Another driver of change? Public timeshare companies, such as Wyndham and Marriott, among others, are reeling from falling stock prices as a result of the COVID-19 crash. Stock and industry analysts say companies will have to reinvent themselves – with new business models and products, such as short-term leases and automatic exit programs – to shore up their stocks and stay profitable in the future. Others, including top-level industry executives, say the current economic meltdown will simply accelerate the industry’s long-known little secret – that it has an unsustainable business model that was destined to collapse four or five years down the road, if not right now.
Every crisis spurs change, even in the slow-moving timeshare industry
The lessons-learned from the 2008 mortgage meltdown offer clues as to how companies will respond to the COVID-19 crisis. The timeshare industry reached its all-time high of retail sales 11 years ago, then the market collapsed along with the economy. It has taken all 11 of those years since for the industry to slowly climb back, finally hitting $10 billion in sales for a new all-time high in 2019. During that decade of slow recovery, many smaller timeshare companies went out of business or sold themselves to bigger companies. Consolidation became an industry byword, with bigger companies gobbling up smaller resorts around the globe. Independent legacy resorts, meanwhile, faced solvency issues as owners dropped out, maintenance fees rose and new buyers shunned the timeshare model. In many locales, older HOA boards hired major developers to manage their assets and maybe increase rentals and resales.
This same cycle of renewal is expected to resurface whenever the current crisis subsides – with at least two major differences. There will be fewer older travelers, who are the bulk of timeshare ownership today, and even fewer timeshare buyers, since Millennials don’t appear to like the lifelong commitment of timeshare ownership.
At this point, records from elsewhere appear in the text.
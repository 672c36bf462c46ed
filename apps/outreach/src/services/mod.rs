//! Typed backend operations used by the wizard. Each one is a fixed
//! invocation of `RequestClient::call`; retry and timeout policy live there.

pub mod extract;
pub mod generate;

use thiserror::Error;

use crate::api_client::ApiError;

pub use extract::{extract_job_data, validate_job_url, UrlValidationError, SUPPORTED_JOB_BOARDS};
pub use generate::generate_email;

pub const EXTRACT_JOB_ENDPOINT: &str = "/api/extract-job";
pub const GENERATE_EMAIL_ENDPOINT: &str = "/api/generate-email";

#[derive(Debug, Error)]
#[error(transparent)]
pub struct ExtractionError(#[from] pub ApiError);

#[derive(Debug, Error)]
#[error(transparent)]
pub struct GenerationError(#[from] pub ApiError);
//! Drives a `Session` through the backend calls.
//!
//! Input is validated before anything is sent. Call failures never escape as
//! errors: they become session events (error text + toast, and the local
//! fallback email for generation) so the wizard can always continue.

use std::path::Path;

use chrono::{DateTime, Utc};
use tracing::{info, warn};
use uuid::Uuid;

use crate::api_client::RequestClient;
use crate::models::{GeneratedEmail, JobData, PersonalInfo};
use crate::services::{extract_job_data, generate_email, validate_job_url};
use crate::storage::PersonalInfoStore;
use crate::wizard::session::{Event, Session, WizardStep};
use crate::wizard::WizardError;

pub struct Wizard {
    client: RequestClient,
    store: PersonalInfoStore,
    session: Session,
}

impl Wizard {
    /// Starts a session, pre-filling personal info from the store.
    pub fn new(client: RequestClient, store: PersonalInfoStore) -> Self {
        let saved = store.load();
        if saved.is_some() {
            info!("Loaded saved personal info");
        }
        Self {
            client,
            store,
            session: Session::new(saved),
        }
    }

    pub fn session(&self) -> &Session {
        &self.session
    }

    pub fn step(&self) -> WizardStep {
        self.session.step
    }

    /// Step 1 → 2. Stays on step 1 (with an error toast) if extraction fails.
    pub async fn submit_url(&mut self, input: &str) -> Result<(), WizardError> {
        self.ensure_step(WizardStep::Url, "ExtractionStarted")?;
        let url = validate_job_url(input)?.to_string();

        self.dispatch(Event::ExtractionStarted)?;
        let event = match extract_job_data(&self.client, &url).await {
            Ok(job) => Event::JobExtracted(job),
            Err(e) => {
                warn!("Job extraction failed: {e}");
                Event::ExtractionFailed(e.to_string())
            }
        };
        self.dispatch(event)
    }

    pub fn edit_job(&mut self, job: JobData) -> Result<(), WizardError> {
        self.dispatch(Event::JobEdited(job))
    }

    /// Step 2 → 3.
    pub fn confirm_review(&mut self) -> Result<(), WizardError> {
        self.dispatch(Event::ReviewConfirmed)
    }

    /// Step 3 → 4. Saves the info, then generates; on failure the fallback
    /// email is shown instead.
    pub async fn submit_personal_info(&mut self, info: PersonalInfo) -> Result<(), WizardError> {
        self.ensure_step(WizardStep::PersonalInfo, "PersonalInfoSubmitted")?;
        info.validate()?;

        if let Err(e) = self.store.save(&info) {
            warn!("Failed to persist personal info: {e}");
            self.dispatch(Event::StorageFailed(e.to_string()))?;
        }

        self.dispatch(Event::PersonalInfoSubmitted(info))?;
        let session = &self.session;
        let event = match generate_email(&self.client, &session.job, &session.personal_info).await {
            Ok(email) => Event::EmailGenerated(email),
            Err(e) => {
                warn!("Email generation failed, using fallback template: {e}");
                Event::GenerationFailed(e.to_string())
            }
        };
        self.dispatch(event)
    }

    pub fn edit_email(&mut self, email: GeneratedEmail) -> Result<(), WizardError> {
        self.dispatch(Event::EmailEdited(email))
    }

    /// Writes the `Subject: ...` rendering of the current email to `path`.
    pub fn export_email(&mut self, path: &Path) -> Result<(), WizardError> {
        self.ensure_step(WizardStep::Result, "EmailExported")?;
        std::fs::write(path, self.session.email.to_plain_text())?;
        info!("Email written to {}", path.display());
        self.dispatch(Event::EmailExported(path.display().to_string()))
    }

    pub fn restart(&mut self) -> Result<(), WizardError> {
        self.dispatch(Event::Restart)
    }

    pub fn dismiss(&mut self, id: Uuid) -> Result<(), WizardError> {
        self.dispatch(Event::NotificationDismissed(id))
    }

    pub fn expire_notifications(&mut self, now: DateTime<Utc>) {
        self.session = std::mem::take(&mut self.session).expire_notifications(now);
    }

    fn ensure_step(&self, expected: WizardStep, event: &'static str) -> Result<(), WizardError> {
        if self.session.step == expected {
            Ok(())
        } else {
            Err(WizardError::InvalidTransition {
                step: self.session.step,
                event,
            })
        }
    }

    fn dispatch(&mut self, event: Event) -> Result<(), WizardError> {
        self.session = self.session.clone().apply(event)?;
        Ok(())
    }
}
One likely outcome foreshadowed by the 2008 meltdown: companies will offer tantalizing travel packages to get new and existing owners back into the timeshare trap.
The crunch time for all rank-and-file owners, and the industry, will come to a head in the fall, when owners receive their 2021 bills for maintenance fees.
Bottom line: family and financial circumstances will dictate answers to all of these questions, just as they do today. So, for the meantime, shelter in place and appreciate your loved ones, now more than ever. Perhaps that will become the lasting legacy of COVID-19.